Monday 18 July 2011

Is a Protected Tenancy regarded as an Investment?

Yes, in many cases. There are investors who want to buy protected tenancies.

Protected tenancies are properties that have tenants who are protected from eviction by the Rent Act. The rents are not set in the free market and are regulated by the Valuation Office Agency (the VoA, which was previously known as the Rent Office in each region of England).

Landlords have to submit to the VoA to get a rent increase on their property. This can be done every 2 years. They can apply for a rent increase of say 15%, taking in to account inflation in prices and then VoA will decide whether this is a ‘fair’ increase. To mind, this is totally arbitrary interference in the market.

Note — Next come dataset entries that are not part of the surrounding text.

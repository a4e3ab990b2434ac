//! Decode and encode failures, with exact source positions.
//!
//! Positions are zero-based *character* offsets into the decoded document.
//! The lexer and parser track byte offsets internally; conversion happens
//! here, once, when an error is materialized. Line and column are derived
//! from the position at construction time and never stored independently of
//! it: `line` is one plus the number of newlines before the position, and
//! `column` is the distance to the previous newline (one-based).

use std::fmt;

use thiserror::Error;

/// The individual decode failure conditions.
///
/// Each variant's display string is the user-facing message; the full
/// [`DecodeError`] appends the derived line/column location.
#[derive(Debug, Clone, Copy, PartialEq, Eq, Error)]
#[non_exhaustive]
pub enum DecodeErrorKind {
    /// A value was expected and something else (or end of input) was found.
    #[error("Expecting value")]
    ExpectingValue,
    /// A string ran to end of input or a raw newline before its closing
    /// quote. Positioned at the opening quote, not the point of failure.
    #[error("Unterminated string starting at")]
    UnterminatedString,
    /// A bare control character (below U+0020) appeared inside a string.
    #[error("Invalid control character")]
    InvalidControlCharacter,
    /// A backslash escape used an unrecognized escape character.
    #[error("Invalid escape sequence")]
    InvalidEscape,
    /// A `\uXXXX` escape contained a non-hex digit.
    #[error("Invalid unicode escape sequence")]
    InvalidUnicodeEscape,
    /// A `\uXXXX` escape was cut short by the end of the string.
    #[error("Incomplete unicode escape sequence")]
    IncompleteUnicodeEscape,
    /// A number had a decimal point or exponent marker with no digits.
    #[error("Invalid number")]
    InvalidNumber,
    /// An integer literal exceeded the configured digit ceiling.
    #[error("Number too large")]
    NumberTooLarge,
    /// A zero was followed by more digits.
    #[error("Leading zeros not allowed")]
    LeadingZero,
    /// An object member was missing its `:` separator.
    #[error("Expecting ':' delimiter")]
    ExpectingColon,
    /// A container member was not followed by `,` or the closing delimiter.
    #[error("Expecting ',' delimiter")]
    ExpectingComma,
    /// An object slot held something other than a double-quoted key.
    #[error("Expecting property name enclosed in double quotes")]
    ExpectingPropertyName,
    /// A comma immediately preceded `}`. Positioned at the comma.
    #[error("Illegal trailing comma before end of object")]
    TrailingCommaObject,
    /// A comma immediately preceded `]`. Positioned at the comma.
    #[error("Illegal trailing comma before end of array")]
    TrailingCommaArray,
    /// Input continued after the top-level value.
    #[error("Extra data")]
    ExtraData,
    /// The document opened with U+FEFF.
    #[error("BOM not allowed at start of document")]
    BomRejected,
    /// `Infinity`, `-Infinity` or `NaN` without a `parse_constant` hook.
    #[error("Invalid literal")]
    InvalidLiteral,
}

/// A decode failure with its exact location in the source document.
///
/// `pos` is a zero-based character offset; `line` and `column` are one-based
/// and derived from `pos` when the error is built. The error owns a copy of
/// the document so callers can render context without holding on to the
/// original input.
///
/// # Examples
///
/// ```
/// let err = exactjson::decode("[1, 2, 3]5").unwrap_err();
/// assert_eq!(err.kind(), exactjson::DecodeErrorKind::ExtraData);
/// assert_eq!(err.pos, 9);
/// assert_eq!(err.to_string(), "Extra data at line 1, column 10");
/// ```
#[derive(Debug, Clone, PartialEq, Error)]
#[error("{kind} at line {line}, column {column}")]
pub struct DecodeError {
    kind: DecodeErrorKind,
    document: String,
    /// Character offset of the failure, zero-based.
    pub pos: usize,
    /// Line of the failure, one-based.
    pub line: usize,
    /// Column of the failure, one-based.
    pub column: usize,
}

impl DecodeError {
    /// Builds an error from a *byte* offset into `document`.
    ///
    /// `byte_pos` must lie on a character boundary; every token and scan
    /// position in this crate does.
    pub(crate) fn at_byte(kind: DecodeErrorKind, document: &str, byte_pos: usize) -> Self {
        debug_assert!(document.is_char_boundary(byte_pos));
        let prefix = &document[..byte_pos];
        let line = memchr::memchr_iter(b'\n', prefix.as_bytes()).count() + 1;
        let column = match prefix.rfind('\n') {
            Some(nl) => prefix[nl + 1..].chars().count() + 1,
            None => prefix.chars().count() + 1,
        };
        let pos = if document.is_ascii() {
            byte_pos
        } else {
            prefix.chars().count()
        };
        Self {
            kind,
            document: document.to_owned(),
            pos,
            line,
            column,
        }
    }

    /// The failure condition.
    #[must_use]
    pub fn kind(&self) -> DecodeErrorKind {
        self.kind
    }

    /// The document that failed to decode.
    #[must_use]
    pub fn document(&self) -> &str {
        &self.document
    }

    /// The bare failure message, without the location suffix.
    #[must_use]
    pub fn message(&self) -> String {
        self.kind.to_string()
    }
}

/// The individual encode failure conditions.
#[derive(Debug, Clone, PartialEq, Eq, Error)]
#[non_exhaustive]
pub enum EncodeErrorKind {
    /// A value of a shape the encoder does not know, with no `default` hook
    /// to fall back to. Carries the offending type's name.
    #[error("Object of type {0} is not JSON serializable")]
    UnsupportedType(String),
    /// A NaN or infinite float; JSON has no representation for them.
    #[error("Out of range float values are not JSON compliant")]
    NonFiniteNumber,
    /// A mapping key that is not a string, bool, int or float.
    #[error("keys must be str, int, float or bool, not {0}")]
    UnsupportedKeyType(String),
}

/// An encode failure, annotated with the traversal context it occurred in.
///
/// Context entries are ordered innermost first: the failing value's own
/// container comes before the containers that hold it.
///
/// ```
/// use exactjson::{Number, Value};
///
/// let doc = Value::Array(vec![Value::Number(Number::Float(f64::NAN))]);
/// let err = exactjson::encode(&doc).unwrap_err();
/// assert_eq!(err.context(), ["in array at index 0"]);
/// ```
#[derive(Debug, Clone, PartialEq)]
pub struct EncodeError {
    kind: EncodeErrorKind,
    context: Vec<String>,
}

impl EncodeError {
    pub(crate) fn new(kind: EncodeErrorKind) -> Self {
        Self {
            kind,
            context: Vec::new(),
        }
    }

    pub(crate) fn push_context(mut self, note: String) -> Self {
        self.context.push(note);
        self
    }

    /// The failure condition.
    #[must_use]
    pub fn kind(&self) -> &EncodeErrorKind {
        &self.kind
    }

    /// Traversal annotations, innermost failure site first.
    #[must_use]
    pub fn context(&self) -> &[String] {
        &self.context
    }
}

impl fmt::Display for EncodeError {
    fn fmt(&self, f: &mut fmt::Formatter<'_>) -> fmt::Result {
        write!(f, "{}", self.kind)?;
        for note in &self.context {
            write!(f, ", {note}")?;
        }
        Ok(())
    }
}

impl std::error::Error for EncodeError {}
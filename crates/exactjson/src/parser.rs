//! Recursive-descent parser over the token stream.
//!
//! State lives in the call stack; the parser owns the lexer, one token of
//! lookahead, and a per-call key cache. Every diagnostic is positioned at
//! the start of the token that triggered it, with two deliberate
//! exceptions: an unterminated string reports its opening quote, and a
//! trailing comma reports the comma itself.

use std::collections::HashMap;

use crate::content;
use crate::error::{DecodeError, DecodeErrorKind};
use crate::lexer::{Lexer, Token, TokenKind};
use crate::options::DecodeOptions;
use crate::value::{Map, Value};

/// Decodes a complete JSON document with default options.
///
/// # Errors
///
/// Returns a [`DecodeError`] carrying the exact character position of the
/// first grammar violation.
///
/// # Examples
///
/// ```
/// use exactjson::{Number, Value};
///
/// let v = exactjson::decode("[1, 2, 3]").unwrap();
/// assert_eq!(
///     v,
///     Value::Array(vec![
///         Value::Number(Number::Int(1)),
///         Value::Number(Number::Int(2)),
///         Value::Number(Number::Int(3)),
///     ])
/// );
/// ```
pub fn decode(text: &str) -> Result<Value, DecodeError> {
    decode_with(text, &DecodeOptions::default())
}

/// Decodes a complete JSON document under `options`.
///
/// # Errors
///
/// Returns a [`DecodeError`] for the first grammar violation, byte-order
/// mark, or post-value trailing data.
pub fn decode_with(text: &str, options: &DecodeOptions) -> Result<Value, DecodeError> {
    // A BOM is rejected at document start only; inside a string literal
    // U+FEFF is an ordinary character.
    if text.starts_with('\u{feff}') {
        return Err(DecodeError::at_byte(DecodeErrorKind::BomRejected, text, 0));
    }
    log::trace!("decoding {} byte document", text.len());
    let mut parser = Parser::new(text, options);
    let value = parser.parse_value()?;
    let tail = parser.next_token()?;
    if tail.kind != TokenKind::Eof {
        return Err(parser.fail(DecodeErrorKind::ExtraData, tail.start));
    }
    Ok(value)
}

struct Parser<'src, 'opt> {
    text: &'src str,
    lexer: Lexer<'src>,
    options: &'opt DecodeOptions,
    peeked: Option<Token<'src>>,
    /// Raw key slice -> decoded key, scoped to this call. Repeated keys hit
    /// the cache and skip re-decoding; nothing outlives the decode.
    key_cache: HashMap<&'src str, String>,
}

impl<'src, 'opt> Parser<'src, 'opt> {
    fn new(text: &'src str, options: &'opt DecodeOptions) -> Self {
        Self {
            text,
            lexer: Lexer::new(text),
            options,
            peeked: None,
            key_cache: HashMap::new(),
        }
    }

    fn fail(&self, kind: DecodeErrorKind, at: usize) -> DecodeError {
        DecodeError::at_byte(kind, self.text, at)
    }

    fn next_token(&mut self) -> Result<Token<'src>, DecodeError> {
        match self.peeked.take() {
            Some(tok) => Ok(tok),
            None => self.lexer.next_token(),
        }
    }

    fn peek_kind(&mut self) -> Result<TokenKind, DecodeError> {
        if self.peeked.is_none() {
            self.peeked = Some(self.lexer.next_token()?);
        }
        match &self.peeked {
            Some(tok) => Ok(tok.kind),
            None => unreachable!("lookahead was just filled"),
        }
    }

    fn parse_value(&mut self) -> Result<Value, DecodeError> {
        let tok = self.next_token()?;
        match tok.kind {
            TokenKind::Literal => content::parse_literal(tok.raw, tok.start, self.text, self.options),
            TokenKind::String => {
                let s = content::parse_string(tok.raw, tok.start, self.text)?;
                Ok(Value::String(s.into_owned()))
            }
            TokenKind::Number => content::parse_number(tok.raw, tok.start, self.text, self.options),
            TokenKind::ObjectOpen => self.parse_object(),
            TokenKind::ArrayOpen => self.parse_array(),
            _ => Err(self.fail(DecodeErrorKind::ExpectingValue, tok.start)),
        }
    }

    fn parse_object(&mut self) -> Result<Value, DecodeError> {
        // Empty-object fast path.
        if self.peek_kind()? == TokenKind::ObjectClose {
            self.next_token()?;
            return Ok(self.finish_object(Vec::new()));
        }

        let mut pairs: Vec<(String, Value)> = Vec::new();
        loop {
            let key_tok = self.next_token()?;
            if key_tok.kind != TokenKind::String {
                return Err(self.fail(DecodeErrorKind::ExpectingPropertyName, key_tok.start));
            }
            let key = self.decode_key(key_tok)?;

            let colon = self.next_token()?;
            if colon.kind != TokenKind::Colon {
                return Err(self.fail(DecodeErrorKind::ExpectingColon, colon.start));
            }

            let value = self.parse_value()?;
            pairs.push((key, value));

            let sep = self.next_token()?;
            match sep.kind {
                TokenKind::ObjectClose => break,
                TokenKind::Comma => {
                    if self.peek_kind()? == TokenKind::ObjectClose {
                        return Err(self.fail(DecodeErrorKind::TrailingCommaObject, sep.start));
                    }
                }
                _ => return Err(self.fail(DecodeErrorKind::ExpectingComma, sep.start)),
            }
        }
        Ok(self.finish_object(pairs))
    }

    /// Applies the object hooks: the pairs hook sees the raw ordered list,
    /// duplicates included; otherwise pairs fold into a [`Map`] where a
    /// duplicate key overwrites its value but keeps its first-seen slot.
    fn finish_object(&self, pairs: Vec<(String, Value)>) -> Value {
        if let Some(hook) = &self.options.object_pairs_hook {
            return hook(pairs);
        }
        let mut map = Map::with_capacity(pairs.len());
        for (key, value) in pairs {
            map.insert(key, value);
        }
        match &self.options.object_hook {
            Some(hook) => hook(map),
            None => Value::Object(map),
        }
    }

    fn decode_key(&mut self, tok: Token<'src>) -> Result<String, DecodeError> {
        if let Some(cached) = self.key_cache.get(tok.raw) {
            return Ok(cached.clone());
        }
        let key = content::parse_string(tok.raw, tok.start, self.text)?.into_owned();
        self.key_cache.insert(tok.raw, key.clone());
        Ok(key)
    }

    fn parse_array(&mut self) -> Result<Value, DecodeError> {
        // Empty-array fast path.
        if self.peek_kind()? == TokenKind::ArrayClose {
            self.next_token()?;
            return Ok(Value::Array(Vec::new()));
        }

        let mut items = Vec::new();
        loop {
            items.push(self.parse_value()?);

            let sep = self.next_token()?;
            match sep.kind {
                TokenKind::ArrayClose => break,
                TokenKind::Comma => {
                    if self.peek_kind()? == TokenKind::ArrayClose {
                        return Err(self.fail(DecodeErrorKind::TrailingCommaArray, sep.start));
                    }
                }
                _ => return Err(self.fail(DecodeErrorKind::ExpectingComma, sep.start)),
            }
        }
        Ok(Value::Array(items))
    }
}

Usually, the regulated rent is only a fraction of the free market rent, possibly up to 70% but often a lot less. This might depend on what the rent was when it became regulated. Some agricultural and other workers used to pay a ‘peppercorn’ rent on their homes and the VoA would tend not to impose a very great increase on these rents, so in these cases, the rent could still be way below the open market rent for a comparable property.

Many protected tenanted properties are not modernised and can be in poor condition. That is probably a function of the fact that the rents are low. The landlord has less rental income to spend on improving the property and cannot dislodge the tenant during the tenant’s lifetime.

Consequently, the market price for a property sold with an existing protected tenant is considerably less than the open market price for a vacant house (a house with 'vacant possession').